====== DATA EXTRACTS
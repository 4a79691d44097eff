//! # Repository Layer
//!
//! Repositories own every query. Handlers and the pipeline construct them on
//! demand around a borrowed connection.

pub mod business;
pub mod call;
pub mod customer;
pub mod lead_event;
pub mod phone_number;
pub mod usage;
pub mod voice_option;

pub use business::{BusinessFilter, BusinessRepository, BusinessUpdate};
pub use call::{CallRepository, Upserted};
pub use customer::{CustomerRepository, SettingsUpdate};
pub use lead_event::LeadEventRepository;
pub use phone_number::{NewPhoneNumber, PhoneNumberRepository};
pub use usage::UsageRepository;
pub use voice_option::VoiceOptionRepository;
//! Lead-to-demo pipeline
//!
//! Turns a website URL into a business with a hosted voice assistant:
//! scrape, extract, slug, assistant. Each URL is independent; a failed step
//! leaves the business in whatever status it reached and records the error.

use std::sync::Arc;
use std::time::Duration;

use async_trait::async_trait;
use futures::future::join_all;
use sea_orm::DatabaseConnection;
use serde::{Deserialize, Serialize};
use serde_json::json;
use tracing::{info, warn};
use utoipa::ToSchema;
use uuid::Uuid;

use crate::config::AppConfig;
use crate::error::RepositoryError;
use crate::integrations::ProviderError;
use crate::integrations::vapi::{AssistantSpec, infer_voice_provider};
use crate::models::business::{BusinessStatus, Model as Business};
use crate::repositories::{BusinessRepository, LeadEventRepository, lead_event};

pub mod prompt;
pub mod retry;
pub mod slug;
pub mod url;

use prompt::{ExtractedBusiness, assistant_first_message, assistant_system_prompt};
use retry::{RetryPolicy, retry_async};
use slug::unique_slug;
use self::url::normalize_url;

/// Upper bound on URLs accepted by one batch request.
pub const MAX_BATCH_URLS: usize = 100;

/// Attempts at claiming a slug when concurrent runs race for the same one.
const SLUG_CLAIM_ATTEMPTS: u32 = 3;

/// Scraped page content.
#[derive(Debug, Clone, PartialEq)]
pub struct ScrapedPage {
    pub markdown: String,
    pub title: Option<String>,
    pub description: Option<String>,
}

#[async_trait]
pub trait Scraper: Send + Sync {
    async fn scrape(&self, url: &str) -> Result<ScrapedPage, ProviderError>;
}

#[async_trait]
pub trait BusinessExtractor: Send + Sync {
    async fn extract(&self, url: &str, markdown: &str) -> Result<ExtractedBusiness, ProviderError>;
}

#[async_trait]
pub trait AssistantProvisioner: Send + Sync {
    /// Returns the provider's assistant id.
    async fn create_assistant(&self, spec: &AssistantSpec) -> Result<String, ProviderError>;
}

#[derive(Debug, Clone)]
pub struct PipelineSettings {
    pub batch_size: usize,
    pub batch_delay: Duration,
    pub scrape_retry: RetryPolicy,
    pub default_voice_id: String,
    /// Server URL handed to every new assistant
    pub webhook_url: String,
    pub webhook_secret: Option<String>,
}

impl PipelineSettings {
    pub fn from_config(config: &AppConfig) -> Self {
        Self {
            batch_size: config.pipeline.batch_size,
            batch_delay: Duration::from_millis(config.pipeline.batch_delay_ms),
            scrape_retry: RetryPolicy::new(
                config.pipeline.scrape_max_attempts,
                Duration::from_millis(config.pipeline.scrape_base_delay_ms),
            ),
            default_voice_id: config.default_voice_id.clone(),
            webhook_url: format!("{}/api/webhooks/vapi", config.public_base()),
            webhook_secret: config.vapi_webhook_secret.clone(),
        }
    }
}

/// Result for one URL.
#[derive(Debug, Clone, PartialEq, Serialize, Deserialize, ToSchema)]
pub struct PipelineOutcome {
    /// URL as submitted
    pub url: String,
    pub business_id: Option<Uuid>,
    pub name: Option<String>,
    pub slug: Option<String>,
    pub status: Option<BusinessStatus>,
    pub assistant_id: Option<String>,
    /// True when an existing business with an assistant was returned as is
    pub reused: bool,
    pub error: Option<String>,
}

impl PipelineOutcome {
    pub fn succeeded(&self) -> bool {
        self.error.is_none()
    }

    fn rejected(url: &str, error: String) -> Self {
        Self {
            url: url.to_string(),
            business_id: None,
            name: None,
            slug: None,
            status: None,
            assistant_id: None,
            reused: false,
            error: Some(error),
        }
    }

    fn from_business(url: &str, business: &Business, reused: bool, error: Option<String>) -> Self {
        Self {
            url: url.to_string(),
            business_id: Some(business.id),
            name: business.name.clone(),
            slug: business.slug.clone(),
            status: Some(business.status),
            assistant_id: business.vapi_assistant_id.clone(),
            reused,
            error,
        }
    }
}

/// Results for a batch, in input order.
#[derive(Debug, Clone, PartialEq, Serialize, Deserialize, ToSchema)]
pub struct BatchOutcome {
    pub results: Vec<PipelineOutcome>,
    pub total: usize,
    pub succeeded: usize,
    pub failed: usize,
}

impl BatchOutcome {
    fn from_results(results: Vec<PipelineOutcome>) -> Self {
        let succeeded = results.iter().filter(|r| r.succeeded()).count();
        Self {
            total: results.len(),
            failed: results.len() - succeeded,
            succeeded,
            results,
        }
    }
}

/// Failure of one step, with the step name for the lead event.
#[derive(Debug)]
struct StepError {
    step: &'static str,
    message: String,
}

impl StepError {
    fn new(step: &'static str, err: impl std::fmt::Display) -> Self {
        Self {
            step,
            message: err.to_string(),
        }
    }
}

#[derive(Clone)]
pub struct Pipeline {
    db: DatabaseConnection,
    scraper: Arc<dyn Scraper>,
    extractor: Arc<dyn BusinessExtractor>,
    provisioner: Arc<dyn AssistantProvisioner>,
    settings: PipelineSettings,
}

impl Pipeline {
    pub fn new(
        db: DatabaseConnection,
        scraper: Arc<dyn Scraper>,
        extractor: Arc<dyn BusinessExtractor>,
        provisioner: Arc<dyn AssistantProvisioner>,
        settings: PipelineSettings,
    ) -> Self {
        Self {
            db,
            scraper,
            extractor,
            provisioner,
            settings,
        }
    }

    pub fn settings(&self) -> &PipelineSettings {
        &self.settings
    }

    /// Processes one URL end to end. Never fails; errors are reported in the outcome.
    pub async fn run_single(&self, input: &str) -> PipelineOutcome {
        let url = match normalize_url(input) {
            Ok(url) => url,
            Err(err) => {
                metrics::counter!("pipeline_runs_total", "outcome" => "invalid_url").increment(1);
                return PipelineOutcome::rejected(input, err.to_string());
            }
        };

        let businesses = BusinessRepository::new(&self.db);
        let existing = match businesses.find_by_website_url(&url).await {
            Ok(existing) => existing,
            Err(err) => return self.storage_failure(input, err),
        };

        let business = match existing {
            Some(business) if business.status.has_agent() && business.vapi_assistant_id.is_some() => {
                info!(business_id = %business.id, url = %url, "Reusing business with existing assistant");
                metrics::counter!("pipeline_runs_total", "outcome" => "reused").increment(1);
                return PipelineOutcome::from_business(input, &business, true, None);
            }
            Some(business) => business,
            None => match businesses.create_placeholder(&url).await {
                Ok(business) => business,
                Err(err) => return self.storage_failure(input, err),
            },
        };

        self.event(
            business.id,
            lead_event::PIPELINE_STARTED,
            json!({ "url": url, "previous_status": business.status }),
        )
        .await;

        match self.process(&business, &url).await {
            Ok(done) => {
                info!(
                    business_id = %done.id,
                    slug = done.slug.as_deref().unwrap_or_default(),
                    "Pipeline completed"
                );
                metrics::counter!("pipeline_runs_total", "outcome" => "succeeded").increment(1);
                PipelineOutcome::from_business(input, &done, false, None)
            }
            Err(err) => {
                warn!(business_id = %business.id, step = err.step, error = %err.message, "Pipeline step failed");
                metrics::counter!("pipeline_runs_total", "outcome" => "failed").increment(1);

                if let Err(db_err) = businesses.record_failure(business.id, &err.message).await {
                    warn!(business_id = %business.id, error = %db_err, "Failed to record pipeline failure");
                }
                self.event(
                    business.id,
                    lead_event::PIPELINE_FAILED,
                    json!({ "step": err.step, "error": err.message }),
                )
                .await;

                let latest = businesses
                    .find_by_id(business.id)
                    .await
                    .ok()
                    .flatten()
                    .unwrap_or_else(|| business.clone());
                PipelineOutcome::from_business(input, &latest, false, Some(err.message))
            }
        }
    }

    /// Runs URLs in groups of `batch_size`, pausing `batch_delay` between groups.
    /// One result per input URL, in input order.
    pub async fn run_batch(&self, urls: &[String]) -> BatchOutcome {
        let mut results = Vec::with_capacity(urls.len());

        for (index, chunk) in urls.chunks(self.settings.batch_size.max(1)).enumerate() {
            if index > 0 && !self.settings.batch_delay.is_zero() {
                tokio::time::sleep(self.settings.batch_delay).await;
            }
            results.extend(join_all(chunk.iter().map(|url| self.run_single(url))).await);
        }

        let outcome = BatchOutcome::from_results(results);
        info!(
            total = outcome.total,
            succeeded = outcome.succeeded,
            failed = outcome.failed,
            "Batch pipeline finished"
        );
        outcome
    }

    async fn process(&self, business: &Business, url: &str) -> Result<Business, StepError> {
        let businesses = BusinessRepository::new(&self.db);

        let page = retry_async(&self.settings.scrape_retry, "scrape", |_| self.scraper.scrape(url))
            .await
            .map_err(|err| StepError::new("scrape", err))?;
        businesses
            .save_scrape(business.id, &page.markdown)
            .await
            .map_err(|err| StepError::new("scrape", err))?;
        self.event(
            business.id,
            lead_event::SCRAPED,
            json!({ "chars": page.markdown.chars().count(), "title": page.title }),
        )
        .await;

        let extracted = self
            .extractor
            .extract(url, &page.markdown)
            .await
            .map_err(|err| StepError::new("extract", err))?;
        businesses
            .save_extraction(business.id, &extracted)
            .await
            .map_err(|err| StepError::new("extract", err))?;
        self.event(
            business.id,
            lead_event::EXTRACTED,
            json!({ "name": extracted.name, "services": extracted.services.len() }),
        )
        .await;

        let slug = self.claim_slug(&businesses, business.id, &extracted.name).await?;

        let voice_id = business
            .voice_id
            .clone()
            .unwrap_or_else(|| self.settings.default_voice_id.clone());
        let spec = AssistantSpec {
            name: extracted.name.clone(),
            first_message: assistant_first_message(&extracted),
            system_prompt: assistant_system_prompt(&extracted),
            voice_provider: infer_voice_provider(&voice_id).to_string(),
            voice_id: voice_id.clone(),
            server_url: self.settings.webhook_url.clone(),
            server_secret: self.settings.webhook_secret.clone(),
            language: "sv".to_string(),
        };
        let assistant_id = self
            .provisioner
            .create_assistant(&spec)
            .await
            .map_err(|err| StepError::new("assistant", err))?;

        let done = businesses
            .mark_agent_created(business.id, &slug, &assistant_id, &voice_id)
            .await
            .map_err(|err| StepError::new("assistant", err))?;
        self.event(
            business.id,
            lead_event::AGENT_CREATED,
            json!({ "assistant_id": assistant_id, "slug": slug }),
        )
        .await;

        Ok(done)
    }

    /// Picks the first free slug and stores it. Retries when a concurrent run
    /// claims the same slug between the check and the write.
    async fn claim_slug(
        &self,
        businesses: &BusinessRepository<'_>,
        business_id: Uuid,
        name: &str,
    ) -> Result<String, StepError> {
        let mut attempt = 1;
        loop {
            let slug = unique_slug(name, |candidate| async move {
                businesses.slug_taken(&candidate, business_id).await
            })
            .await
            .map_err(|err| StepError::new("slug", err))?;

            match businesses.reserve_slug(business_id, &slug).await {
                Ok(_) => return Ok(slug),
                Err(RepositoryError::Conflict(_)) if attempt < SLUG_CLAIM_ATTEMPTS => attempt += 1,
                Err(err) => return Err(StepError::new("slug", err)),
            }
        }
    }

    fn storage_failure(&self, input: &str, err: RepositoryError) -> PipelineOutcome {
        warn!(url = %input, error = %err, "Pipeline could not access storage");
        metrics::counter!("pipeline_runs_total", "outcome" => "failed").increment(1);
        PipelineOutcome::rejected(input, err.to_string())
    }

    /// Lead events are an audit trail; a failed write must not fail the run.
    async fn event(&self, business_id: Uuid, event_type: &str, metadata: serde_json::Value) {
        if let Err(err) = LeadEventRepository::new(&self.db)
            .append(business_id, event_type, metadata)
            .await
        {
            warn!(%business_id, event_type, error = %err, "Failed to append lead event");
        }
    }
}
============
Copy out each line from the preceding entries that mentions the word "derive".

* _RESULT OF THE EXERCISE_:
#[derive(Debug, Clone, PartialEq)]
#[derive(Debug, Clone)]
#[derive(Debug, Clone, PartialEq, Serialize, Deserialize, ToSchema)]
#[derive(Debug, Clone, PartialEq, Serialize, Deserialize, ToSchema)]
#[derive(Debug)]
#[derive(Clone)]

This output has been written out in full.